[Bug rtl-optimization/50904] [4.7 regression] pessimization when -fno-protect-parens is enabled by -Ofast

Fri Dec 2 17:07:00 GMT 2011

http://gcc.gnu.org/bugzilla/show_bug.cgi?id=50904

--- Comment #34 from Tobias Burnus <burnus at gcc dot gnu.org> 2011-12-02 17:06:57 UTC ---
(In reply to comment #31)
> Ok, which is, I suppose, a bug in both compilers.

Kind of, though, -ffast-math by itself already is on the verge of violating the
standard. I think -fno-protect-parens could be enabled by -ffast-math as that
means that one does not really care about the exact value.

However, there are users which want to have one or the other. Namely, most
users are happy with a default -fno-protect-parens but don't dare to use
-ffast-math, while others want to have -ffast-math optimizations but with
honored parentheses.

If we want to add add extra protection for
     tem = x + 2.d0**52
     x = tem - 2.d0**52
we probably need to add yet another flag as there are surely users, which want
to have protected parentheses but allow for optimizations in the 'tmp' case.
[Even if, as this PR shows, the extra optimization opportunity might lead to a
missed opportunity.] In any case, handling that well for function calls,
inlining and the scalarizer seems to be difficult. And frankly, I am not sure
whether there is any user; -ffast-math plus -fprotect-parens is already special
(cf. comment 32 for one user). Having -ffast-math plus parentheses plus
protected assignments might have even fewer users.

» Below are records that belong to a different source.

/////////////////////////////////////////////////////////////////////////////////////////////
//
// Provides parameter and builder types for configuring Green's function kernels.
//
// Created on: 15 Nov 2025     Author: Daniel Owen
//
// Copyright (c) 2025, Maptek Pty Ltd. All rights reserved. Licensed under the MIT License.
//
/////////////////////////////////////////////////////////////////////////////////////////////

use crate::{constants::DEFAULT_LOOKUP_SIZE, errors::KernelError, utils::KernelType};
use serde::{Deserialize, Serialize};

/// Layout of a precomputed table standing in for the closed-form
/// spherical tension kernel.
///
/// ### Default Values
/// - `size`: `100001`
/// - `range`: `(-1.0, 1.0)`
#[derive(Debug, Clone, Copy, PartialEq, Serialize, Deserialize)]
pub struct LookupTable {
    /// Number of equally spaced nodes, including both end points.
    pub size: usize,

    /// Range of cosine arguments covered by the table.
    pub range: (f64, f64),
}

impl Default for LookupTable {
    fn default() -> Self {
        LookupTable {
            size: DEFAULT_LOOKUP_SIZE,
            range: (-1.0, 1.0),
        }
    }
}

impl LookupTable {
    /// Checks that the table can be built.
    pub fn validate(&self) -> Result<(), KernelError> {
        if self.size < 2 {
            return Err(KernelError::LookupTooSmall(self.size));
        }
        let (lo, hi) = self.range;
        if !(lo >= -1.0 && hi <= 1.0 && lo < hi) {
            return Err(KernelError::InvalidLookupRange(lo, hi));
        }
        Ok(())
    }

    /// Spacing between consecutive nodes.
    #[inline]
    pub fn spacing(&self) -> f64 {
        (self.range.1 - self.range.0) / (self.size - 1) as f64
    }
}

/// Defines the [`KernelType`] to use, along with the tension and
/// length scale from which each kernel derives its constants.
#[derive(Debug, Clone, Copy, PartialEq, Serialize, Deserialize)]
pub struct KernelParams {
    /// KernelType enum variant to use.
    pub kernel_type: KernelType,

    /// Tension in `[0, 1)`. Zero gives the minimum curvature solution,
    /// values approaching one give an increasingly local, stiffer surface.
    ///
    /// Ignored by the minimum curvature kernels.
    pub tension: f64,

    /// Characteristic length used to make the tension dimensionless.
    /// Usually comparable to the data spacing.
    ///
    /// Only used by the Cartesian tension kernels.
    pub length_scale: f64,

    /// Table layout for [`KernelType::WesselBeckerLookup`].
    pub lookup: LookupTable,
}

impl KernelParams {
    /// Begins building a [`KernelParams`] instance for the given kernel type.
    pub fn builder(kernel_type: KernelType) -> KernelParamsBuilder {
        KernelParamsBuilder {
            kernel_type,
            tension: 0.0,
            length_scale: 1.0,
            lookup: LookupTable::default(),
        }
    }

    /// Returns the dimensionless decay constant `sqrt(t / (1 - t))`,
    /// divided by the length scale.
    #[inline]
    pub fn decay(&self) -> f64 {
        (self.tension / (1.0 - self.tension)).sqrt() / self.length_scale
    }
}

/// Builder for [`KernelParams`] that provides sensible defaults.
#[derive(Debug, Clone, Copy)]
pub struct KernelParamsBuilder {
    kernel_type: KernelType,
    tension: f64,
    length_scale: f64,
    lookup: LookupTable,
}

impl KernelParamsBuilder {
    /// Sets the `tension` parameter on the builder.
    pub fn tension(mut self, v: f64) -> Self {
        self.tension = v;
        self
    }

    /// Sets the `length_scale` parameter on the builder.
    pub fn length_scale(mut self, v: f64) -> Self {
        self.length_scale = v;
        self
    }

    /// Sets the lookup table layout on the builder.
    pub fn lookup(mut self, v: LookupTable) -> Self {
        self.lookup = v;
        self
    }

    /// Finalises the builder into a [`KernelParams`] value.
    pub fn build(self) -> Result<KernelParams, KernelError> {
        if !(0.0..1.0).contains(&self.tension) {
            return Err(KernelError::InvalidTension(self.tension));
        }
        if !(self.length_scale.is_finite() && self.length_scale > 0.0) {
            return Err(KernelError::InvalidLengthScale(self.length_scale));
        }
        if self.kernel_type == KernelType::WesselBeckerLookup {
            self.lookup.validate()?;
        }
        Ok(KernelParams {
            kernel_type: self.kernel_type,
            tension: self.tension,
            length_scale: self.length_scale,
            lookup: self.lookup,
        })
    }
}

I believe most users simply use -O2, -O3 [-ffast-math], or -Ofast without
thinking (very) much about the options. [I also use typically either -O2, -O3
or -Ofast.]

* * *

Back to the comment 0 issue: I still do not quite understand what the double
evaluation (on tree level) of __builtin_pow in
  D.1959_82 = ((D.2115_81));
  D.1960_83 = __builtin_pow (D.1959_82, 2.0e+0);
  D.1978_168 = __builtin_pow (D.2115_81, 2.0e+0);
has to do with the -Ofast slow down. If I have understood it correctly, on tree
level, there is no reason for it while the slow-down happens on RTL level. That
-fprotect-parens makes it faster is a mere coincidence. Is that a correct rough
summary?